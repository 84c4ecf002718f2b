use std::sync::Arc;

use annoroute::dispatch::{
    Capabilities, ContentKind, Dispatch, ExceptionHandle, HttpResponseException, Middleware,
    Outcome, ResponseTypeHandler,
};
use annoroute::{Controller, RouteRegistry};
use axum::http::StatusCode;
use serde_json::{json, Value};

pub struct Order;

#[annoroute::controller]
impl Order {
    /// @Request(method="GET,POST")
    pub async fn list(&self, dispatch: &mut Dispatch) -> Outcome {
        dispatch.success(("orders", json!([{ "id": 1 }, { "id": 2 }])))
    }

    /// @Get("{id}")
    pub async fn show(&self, dispatch: &mut Dispatch) -> Outcome {
        let id: u64 = dispatch.param("id").and_then(|id| id.parse().ok()).unwrap_or(0);
        if id == 0 {
            return Err(HttpResponseException::json(
                StatusCode::NOT_FOUND,
                &json!({ "error": "order not found" }),
            )
            .into());
        }
        dispatch.success(("order", json!({ "id": id })))
    }

    /// @Delete("{id}")
    pub async fn remove(&self, dispatch: &mut Dispatch) -> Outcome {
        dispatch.fail(("orders cannot be removed", Value::Null, 403))
    }
}

impl ResponseTypeHandler for Order {
    /// `?format=xml` and friends.
    fn response_type(&self, dispatch: &Dispatch) -> Option<ContentKind> {
        dispatch.arg("format").and_then(|format| format.parse().ok())
    }
}

impl Controller for Order {
    fn exception(&self) -> Option<Arc<dyn Middleware>> {
        Some(Arc::new(ExceptionHandle))
    }

    fn capabilities(this: &Arc<Self>) -> Capabilities {
        Capabilities::new().with_response_type(this.clone())
    }
}

pub fn register(registry: &mut RouteRegistry) {
    annoroute::register!(registry, Order);
}
//! Exception boundary for controllers.
//!
//! A handler can bail out with a ready-made response by returning an
//! [`HttpResponseException`] as a fault. [`ExceptionHandle`], installed as
//! a controller's exception boundary, writes that response and stops the
//! chain; every other fault passes through untouched.

use axum::http::{header, HeaderMap, HeaderValue, StatusCode};
use axum::body::Bytes;

use super::{BoxFuture, Dispatch, Interrupt, Middleware, Next, Outcome};

#[derive(Debug, Clone, thiserror::Error)]
#[error("http response exception ({status})")]
pub struct HttpResponseException {
    status: StatusCode,
    headers: HeaderMap,
    body: Bytes,
}

impl HttpResponseException {
    pub fn new(status: StatusCode, body: impl Into<Bytes>) -> Self {
        let mut headers = HeaderMap::new();
        headers.insert(
            header::CONTENT_TYPE,
            HeaderValue::from_static("text/plain; charset=utf-8"),
        );
        Self {
            status,
            headers,
            body: body.into(),
        }
    }

    pub fn json(status: StatusCode, value: &serde_json::Value) -> Self {
        let mut exception = Self::new(status, value.to_string());
        exception.headers.insert(
            header::CONTENT_TYPE,
            HeaderValue::from_static("application/json; charset=utf-8"),
        );
        exception
    }

    pub fn with_header(mut self, name: header::HeaderName, value: HeaderValue) -> Self {
        self.headers.insert(name, value);
        self
    }

    pub fn status(&self) -> StatusCode {
        self.status
    }
}

impl From<HttpResponseException> for Interrupt {
    fn from(exception: HttpResponseException) -> Self {
        Interrupt::Fault(anyhow::Error::new(exception))
    }
}

/// Default exception boundary.
#[derive(Debug, Clone, Copy, Default)]
pub struct ExceptionHandle;

impl Middleware for ExceptionHandle {
    fn handle<'a>(&'a self, dispatch: &'a mut Dispatch, next: Next<'a>) -> BoxFuture<'a, Outcome> {
        Box::pin(async move {
            match next.run(&mut *dispatch).await {
                Err(Interrupt::Fault(fault)) => match fault.downcast::<HttpResponseException>() {
                    Ok(exception) => {
                        tracing::debug!(
                            handler = %dispatch.identity().handler,
                            status = %exception.status,
                            "http response exception"
                        );
                        dispatch.write(exception.status, exception.headers, exception.body)
                    }
                    Err(other) => Err(Interrupt::Fault(other)),
                },
                outcome => outcome,
            }
        })
    }
}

########

Every line in the listing that holds "Middleware" belongs in the answer.

    Capabilities, ContentKind, Dispatch, ExceptionHandle, HttpResponseException, Middleware,
    fn exception(&self) -> Option<Arc<dyn Middleware>> {
use super::{BoxFuture, Dispatch, Interrupt, Middleware, Next, Outcome};
impl Middleware for ExceptionHandle {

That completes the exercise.